Thanks to the two brands Novi and Baratti & Milano, it is market leader in bars (25.7% volume share, source: Niq) but also in gianduiotti and cremini, and fourth competitor in pralines. But also co-leader in cake preparations with Elah, and fourth competitor in sweets (and number one in toffees) with Dufour, which will be 100 years old in 2026.
2024 was an annus horribilis for the chocolate world, due to the record high cocoa prices, which quadrupled. Last year the company absorbed most of the increases, but at the beginning of 2025 it changed its price lists and it is not excluded that it will revise them again by the end of the year. But replacing cocoa with cheaper ingredients or substitutes at Novi is out of the question. And consumers appreciate this, since in 2024 sales of Novi bars grew by 10.3% compared to the previous year.

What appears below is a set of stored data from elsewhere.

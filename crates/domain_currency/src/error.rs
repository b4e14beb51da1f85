//! Currency domain errors

use core_kernel::MoneyError;
use thiserror::Error;

/// Errors raised while building currency reference data
///
/// Conversions never return these; they degrade instead.
#[derive(Debug, Error, PartialEq)]
pub enum CurrencyError {
    /// The registry was built from an empty list
    #[error("Currency list is empty")]
    Empty,

    /// No currency is marked as the functional currency
    #[error("No functional currency configured")]
    NoFunctionalCurrency,

    /// More than one currency is marked as the functional currency
    #[error("Multiple functional currencies configured: {0:?}")]
    MultipleFunctional(Vec<String>),

    /// Two currencies share a code
    #[error("Duplicate currency code: {0}")]
    DuplicateCode(String),

    /// Two currencies share an id
    #[error("Duplicate currency id: {0}")]
    DuplicateId(String),

    /// A referenced currency is not in the registry
    #[error("Unknown currency: {0}")]
    UnknownCurrency(String),

    /// Organization preferences are inconsistent
    #[error("Invalid currency preferences: {0}")]
    InvalidPreferences(String),

    /// Invalid money input
    #[error(transparent)]
    Money(#[from] MoneyError),
}
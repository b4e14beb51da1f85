//! Pre-built Test Fixtures
//!
//! Ready-to-use currencies, registries and dates. An Argentine organization
//! keeps its books in ARS with USD and EUR as foreign currencies, which is
//! the shape most tests need.

use chrono::NaiveDate;
use core_kernel::{CurrencyCode, CurrencyId, Money, MoneyValue, OrganizationId, Timezone};
use domain_currency::{Currency, CurrencyPreferences, CurrencyRegistry};
use rust_decimal::Decimal;
use rust_decimal_macros::dec;
use uuid::Uuid;

/// Parses a currency code, panicking on invalid input
pub fn code(raw: &str) -> CurrencyCode {
    CurrencyCode::new(raw).unwrap()
}

/// Creates a money value without a recorded rate
pub fn money(amount: Decimal, currency: &str) -> MoneyValue {
    MoneyValue::new(Money::new(amount, code(currency)))
}

/// Fixture for currency reference data
pub struct CurrencyFixtures;

impl CurrencyFixtures {
    /// Functional Argentine peso
    pub fn ars() -> Currency {
        Currency::from_catalog(code("ARS"))
            .as_functional()
            .with_id(IdFixtures::ars_id())
    }

    /// US dollar at 1000 ARS
    pub fn usd() -> Currency {
        Currency::from_catalog(code("USD"))
            .with_rate(dec!(1000))
            .with_id(IdFixtures::usd_id())
    }

    /// Euro at 1100 ARS
    pub fn eur() -> Currency {
        Currency::from_catalog(code("EUR"))
            .with_rate(dec!(1100))
            .with_id(IdFixtures::eur_id())
    }

    /// Brazilian real with no rate configured
    pub fn brl_without_rate() -> Currency {
        Currency::from_catalog(code("BRL")).with_id(IdFixtures::brl_id())
    }

    /// Chilean peso with a zero rate
    pub fn clp_zero_rate() -> Currency {
        Currency::from_catalog(code("CLP")).with_rate(Decimal::ZERO)
    }

    /// ARS functional with USD and EUR
    pub fn standard() -> Vec<Currency> {
        vec![Self::ars(), Self::usd(), Self::eur()]
    }

    /// Standard currencies plus ones that cannot be converted
    pub fn with_broken_rates() -> Vec<Currency> {
        let mut currencies = Self::standard();
        currencies.push(Self::brl_without_rate());
        currencies.push(Self::clp_zero_rate());
        currencies
    }
}

/// Fixture for registries and preferences
pub struct RegistryFixtures;

impl RegistryFixtures {
    pub fn standard() -> CurrencyRegistry {
        CurrencyRegistry::new(CurrencyFixtures::standard()).unwrap()
    }

    pub fn with_broken_rates() -> CurrencyRegistry {
        CurrencyRegistry::new(CurrencyFixtures::with_broken_rates()).unwrap()
    }

    /// Default preferences for a registry
    pub fn preferences(registry: &CurrencyRegistry) -> CurrencyPreferences {
        CurrencyPreferences::for_registry(registry)
    }

    /// Preferences with USD as the secondary currency
    pub fn preferences_with_usd(registry: &CurrencyRegistry) -> CurrencyPreferences {
        CurrencyPreferences::for_registry(registry).with_secondary(IdFixtures::usd_id())
    }
}

/// Fixture for calendar data
pub struct TemporalFixtures;

impl TemporalFixtures {
    pub fn buenos_aires() -> Timezone {
        Timezone::new(chrono_tz::America::Argentina::Buenos_Aires)
    }

    /// The "today" most dashboard tests anchor on (March 14, 2024)
    pub fn today() -> NaiveDate {
        Self::date(2024, 3, 14)
    }

    pub fn date(year: i32, month: u32, day: u32) -> NaiveDate {
        NaiveDate::from_ymd_opt(year, month, day).unwrap()
    }
}

/// Fixture for stable identifiers
pub struct IdFixtures;

impl IdFixtures {
    pub fn organization_id() -> OrganizationId {
        OrganizationId::from_uuid(Uuid::from_u128(0x0190_0000_0000_7000_8000_0000_0000_0001))
    }

    pub fn ars_id() -> CurrencyId {
        CurrencyId::from_uuid(Uuid::from_u128(0x0190_0000_0000_7000_8000_0000_0000_0a85))
    }

    pub fn usd_id() -> CurrencyId {
        CurrencyId::from_uuid(Uuid::from_u128(0x0190_0000_0000_7000_8000_0000_0000_0d5d))
    }

    pub fn eur_id() -> CurrencyId {
        CurrencyId::from_uuid(Uuid::from_u128(0x0190_0000_0000_7000_8000_0000_0000_0e02))
    }

    pub fn brl_id() -> CurrencyId {
        CurrencyId::from_uuid(Uuid::from_u128(0x0190_0000_0000_7000_8000_0000_0000_0b21))
    }
}
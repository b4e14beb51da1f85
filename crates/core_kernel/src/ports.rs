//! Data-source port errors
//!
//! The finance core never performs I/O itself. Rows are supplied by a
//! data-access layer behind a port trait (see `interface_app`), and every
//! adapter of that port reports failures with [`PortError`].

use std::fmt;
use thiserror::Error;

/// Error type for port operations
///
/// Provides a unified error type that all data-source adapters must use.
#[derive(Debug, Error)]
pub enum PortError {
    /// The requested entity was not found
    #[error("Not found: {entity_type} with id {id}")]
    NotFound {
        entity_type: String,
        id: String,
    },

    /// The data layer returned rows that could not be shaped
    #[error("Transformation error: {message}")]
    Transformation {
        message: String,
    },

    /// Connection to the underlying system failed
    #[error("Connection error: {message}")]
    Connection {
        message: String,
        #[source]
        source: Option<Box<dyn std::error::Error + Send + Sync>>,
    },

    /// The operation timed out
    #[error("Timeout after {duration_ms}ms: {operation}")]
    Timeout {
        operation: String,
        duration_ms: u64,
    },

    /// Access to the organization's rows was refused
    #[error("Unauthorized: {message}")]
    Unauthorized {
        message: String,
    },
}

impl PortError {
    /// Creates a NotFound error
    pub fn not_found(entity_type: impl Into<String>, id: impl fmt::Display) -> Self {
        PortError::NotFound {
            entity_type: entity_type.into(),
            id: id.to_string(),
        }
    }

    /// Creates a Transformation error
    pub fn transformation(message: impl Into<String>) -> Self {
        PortError::Transformation {
            message: message.into(),
        }
    }

    /// Creates a Connection error
    pub fn connection(message: impl Into<String>) -> Self {
        PortError::Connection {
            message: message.into(),
            source: None,
        }
    }

    /// Returns true if this error indicates a transient failure that may succeed on retry
    pub fn is_transient(&self) -> bool {
        matches!(self, PortError::Connection { .. } | PortError::Timeout { .. })
    }

    /// Returns true if this error indicates the entity was not found
    pub fn is_not_found(&self) -> bool {
        matches!(self, PortError::NotFound { .. })
    }
}

#[cfg(test)]
mod tests {
    use super::*;

    #[test]
    fn test_transient_classification() {
        assert!(PortError::connection("reset by peer").is_transient());
        assert!(PortError::Timeout { operation: "movements".into(), duration_ms: 5000 }.is_transient());
        assert!(!PortError::not_found("organization", "ORG-1").is_transient());
    }

    #[test]
    fn test_not_found_display() {
        let err = PortError::not_found("currency", "CUR-42");
        assert!(err.is_not_found());
        assert_eq!(err.to_string(), "Not found: currency with id CUR-42");
    }
}
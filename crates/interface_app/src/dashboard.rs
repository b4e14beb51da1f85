//! Dashboard loading
//!
//! The finance core performs no I/O. Rows come from a [`FinanceDataSource`]
//! supplied by the caller; [`DashboardLoader`] issues the independent reads
//! concurrently, waits for all of them, then derives everything the
//! dashboard shows in one synchronous pass.
//!
//! # Example
//!
//! ```rust,ignore
//! use interface_app::{AppConfig, DashboardLoader, SessionContext};
//! use std::sync::Arc;
//!
//! let loader = DashboardLoader::new(Arc::new(source), AppConfig::from_env()?);
//! let dashboard = loader.load(&session).await?;
//! ```

use std::collections::HashMap;
use std::sync::Arc;

use async_trait::async_trait;
use chrono::NaiveDate;
use core_kernel::{OrganizationId, PortError, ProjectId, Timezone};
use domain_currency::{Currency, CurrencyPreferences, CurrencyRegistry, DisplayMode};
use domain_finance::{rows, Breakdown, MovementRow, Series};
use serde::Serialize;
use tokio::sync::RwLock;
use tracing::{debug, info, instrument, warn};

use crate::config::AppConfig;
use crate::display::{BreakdownView, MoneyDisplayService, OrganizationFinance};
use crate::error::AppError;
use crate::session::SessionContext;

/// Read access to one organization's financial rows
///
/// Implementations are expected to enforce tenant isolation; the loader
/// only ever asks for the organization in the session.
#[async_trait]
pub trait FinanceDataSource: Send + Sync {
    /// The organization's currencies, exactly one of them functional
    async fn currencies(&self, organization_id: OrganizationId) -> Result<Vec<Currency>, PortError>;

    /// The organization's stored currency preferences
    async fn preferences(&self, organization_id: OrganizationId) -> Result<CurrencyPreferences, PortError>;

    /// The organization's own time zone, None to use the configured default
    async fn timezone(&self, _organization_id: OrganizationId) -> Result<Option<Timezone>, PortError> {
        Ok(None)
    }

    /// Movement rows, limited to one project when given
    async fn movements(
        &self,
        organization_id: OrganizationId,
        project_id: Option<ProjectId>,
    ) -> Result<Vec<MovementRow>, PortError>;
}

/// Counts of rows that did not make it into the numbers unchanged
#[derive(Debug, Clone, Default, PartialEq, Eq, Serialize)]
pub struct Diagnostics {
    pub rows_read: usize,
    /// Rows with an unresolvable currency or sign
    pub rows_rejected: usize,
    /// Movements without a usable date, left out of the charts
    pub undated: usize,
    /// Movements whose amount could not be converted
    pub unconverted: usize,
}

/// Everything the finance dashboard renders
#[derive(Debug, Clone, Serialize)]
pub struct Dashboard {
    pub organization_id: OrganizationId,
    pub project_id: Option<ProjectId>,
    /// Zone the series were bucketed in
    pub timezone: Timezone,
    pub today: NaiveDate,
    pub breakdown: Breakdown,
    pub summary: BreakdownView,
    pub daily: Series,
    pub monthly: Series,
    pub diagnostics: Diagnostics,
}

impl Dashboard {
    /// The effective display mode the summary was rendered in
    pub fn mode(&self) -> DisplayMode {
        self.summary.mode
    }
}

/// Loads and derives dashboards through a data source
#[derive(Clone)]
pub struct DashboardLoader {
    source: Arc<dyn FinanceDataSource>,
    config: AppConfig,
}

impl DashboardLoader {
    pub fn new(source: Arc<dyn FinanceDataSource>, config: AppConfig) -> Self {
        Self { source, config }
    }

    /// Loads the dashboard for the session's organization and project as
    /// of today in the organization's time zone
    ///
    /// # Errors
    ///
    /// Same as [`DashboardLoader::load_at`].
    pub async fn load(&self, session: &SessionContext) -> Result<Dashboard, AppError> {
        self.derive(session, None).await
    }

    /// Loads the dashboard as of a given local date
    ///
    /// # Errors
    ///
    /// Fails when any read fails, when the currencies violate the registry
    /// invariants, or when the stored preferences do not match them. Bad
    /// rows never fail the load; they are counted in the diagnostics.
    pub async fn load_at(&self, session: &SessionContext, today: NaiveDate) -> Result<Dashboard, AppError> {
        self.derive(session, Some(today)).await
    }

    #[instrument(skip(self, session), fields(organization_id = ?session.organization_id(), project_id = ?session.project_id()))]
    async fn derive(&self, session: &SessionContext, today: Option<NaiveDate>) -> Result<Dashboard, AppError> {
        let organization_id = session.require_organization()?;
        let project_id = session.project_id();

        let (currencies, preferences, own_timezone, movement_rows) = tokio::try_join!(
            self.source.currencies(organization_id),
            self.source.preferences(organization_id),
            self.source.timezone(organization_id),
            self.source.movements(organization_id, project_id),
        )?;
        let timezone = own_timezone.unwrap_or(self.config.timezone);
        let today = today.unwrap_or_else(|| timezone.today());
        debug!(
            currencies = currencies.len(),
            rows = movement_rows.len(),
            %timezone,
            "finance rows loaded"
        );

        let registry = CurrencyRegistry::new(currencies)?;
        let finance = OrganizationFinance::new(registry, preferences, timezone, &self.config.locale)?;
        let service = MoneyDisplayService::new(finance);

        let ingested = rows::ingest(&movement_rows, service.finance().registry());
        if !ingested.rejected.is_empty() {
            warn!(rejected = ingested.rejected.len(), "movement rows rejected");
        }

        let breakdown = service.movement_breakdown(&ingested.movements);
        let summary = service.render_breakdown(&breakdown, session.display_mode);
        let daily = service.series(
            &service.daily_request(self.config.daily_buckets, today),
            &ingested.movements,
        )?;
        let monthly = service.series(
            &service.monthly_request(self.config.monthly_buckets, today),
            &ingested.movements,
        )?;

        let diagnostics = Diagnostics {
            rows_read: movement_rows.len(),
            rows_rejected: ingested.rejected.len(),
            undated: ingested.undated(),
            unconverted: breakdown.unconverted_count,
        };
        info!(
            total = %breakdown.total_in_functional,
            lines = breakdown.lines.len(),
            "dashboard computed"
        );

        Ok(Dashboard {
            organization_id,
            project_id,
            timezone,
            today,
            breakdown,
            summary,
            daily,
            monthly,
            diagnostics,
        })
    }
}

#[derive(Debug, Clone)]
struct OrganizationRows {
    currencies: Vec<Currency>,
    preferences: CurrencyPreferences,
    timezone: Option<Timezone>,
    movements: Vec<(Option<ProjectId>, MovementRow)>,
}

/// In-memory data source for tests and demos
#[derive(Debug, Default)]
pub struct InMemoryDataSource {
    organizations: RwLock<HashMap<OrganizationId, OrganizationRows>>,
}

impl InMemoryDataSource {
    pub fn new() -> Self {
        Self::default()
    }

    /// Registers an organization, replacing any previous data for it
    pub async fn seed_organization(
        &self,
        organization_id: OrganizationId,
        currencies: Vec<Currency>,
        preferences: CurrencyPreferences,
    ) {
        self.organizations.write().await.insert(
            organization_id,
            OrganizationRows {
                currencies,
                preferences,
                timezone: None,
                movements: Vec::new(),
            },
        );
    }

    /// Gives an organization its own time zone
    pub async fn set_timezone(&self, organization_id: OrganizationId, timezone: Timezone) -> Result<(), PortError> {
        let mut organizations = self.organizations.write().await;
        let organization = organizations
            .get_mut(&organization_id)
            .ok_or_else(|| PortError::not_found("Organization", organization_id))?;
        organization.timezone = Some(timezone);
        Ok(())
    }

    /// Appends movement rows to an organization
    pub async fn add_movements(
        &self,
        organization_id: OrganizationId,
        project_id: Option<ProjectId>,
        rows: Vec<MovementRow>,
    ) -> Result<(), PortError> {
        let mut organizations = self.organizations.write().await;
        let organization = organizations
            .get_mut(&organization_id)
            .ok_or_else(|| PortError::not_found("Organization", organization_id))?;
        organization
            .movements
            .extend(rows.into_iter().map(|row| (project_id, row)));
        Ok(())
    }
}

#[async_trait]
impl FinanceDataSource for InMemoryDataSource {
    async fn currencies(&self, organization_id: OrganizationId) -> Result<Vec<Currency>, PortError> {
        self.organizations
            .read()
            .await
            .get(&organization_id)
            .map(|org| org.currencies.clone())
            .ok_or_else(|| PortError::not_found("Organization", organization_id))
    }

    async fn preferences(&self, organization_id: OrganizationId) -> Result<CurrencyPreferences, PortError> {
        self.organizations
            .read()
            .await
            .get(&organization_id)
            .map(|org| org.preferences.clone())
            .ok_or_else(|| PortError::not_found("Organization", organization_id))
    }

    async fn timezone(&self, organization_id: OrganizationId) -> Result<Option<Timezone>, PortError> {
        self.organizations
            .read()
            .await
            .get(&organization_id)
            .map(|org| org.timezone)
            .ok_or_else(|| PortError::not_found("Organization", organization_id))
    }

    async fn movements(
        &self,
        organization_id: OrganizationId,
        project_id: Option<ProjectId>,
    ) -> Result<Vec<MovementRow>, PortError> {
        let organizations = self.organizations.read().await;
        let organization = organizations
            .get(&organization_id)
            .ok_or_else(|| PortError::not_found("Organization", organization_id))?;

        Ok(organization
            .movements
            .iter()
            .filter(|(project, _)| project_id.is_none() || *project == project_id)
            .map(|(_, row)| row.clone())
            .collect())
    }
}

That the Piedmontese group continues to believe in chocolate is confirmed by the start of work in the factory in Baratti & Milano, which has just been rebuilt and will be doubled in size by the end of the year. "In 1999, when we took it over, this brand was practically zero because it had died out, but in style. We have put it back on its feet, positioned it at the top end of the market and brought it to around 40 million in sales by 2024,' Repetto emphasises.
Today, Baratti & Milano has a precise philosophy: only candy and chocolate, only duty free and specialised retail (such as grocery stores, coffee roasters and wine shops), served with a dedicated sales network. "This shows that we have the possibility to grow with our brands without shopping fever," Repetto adds.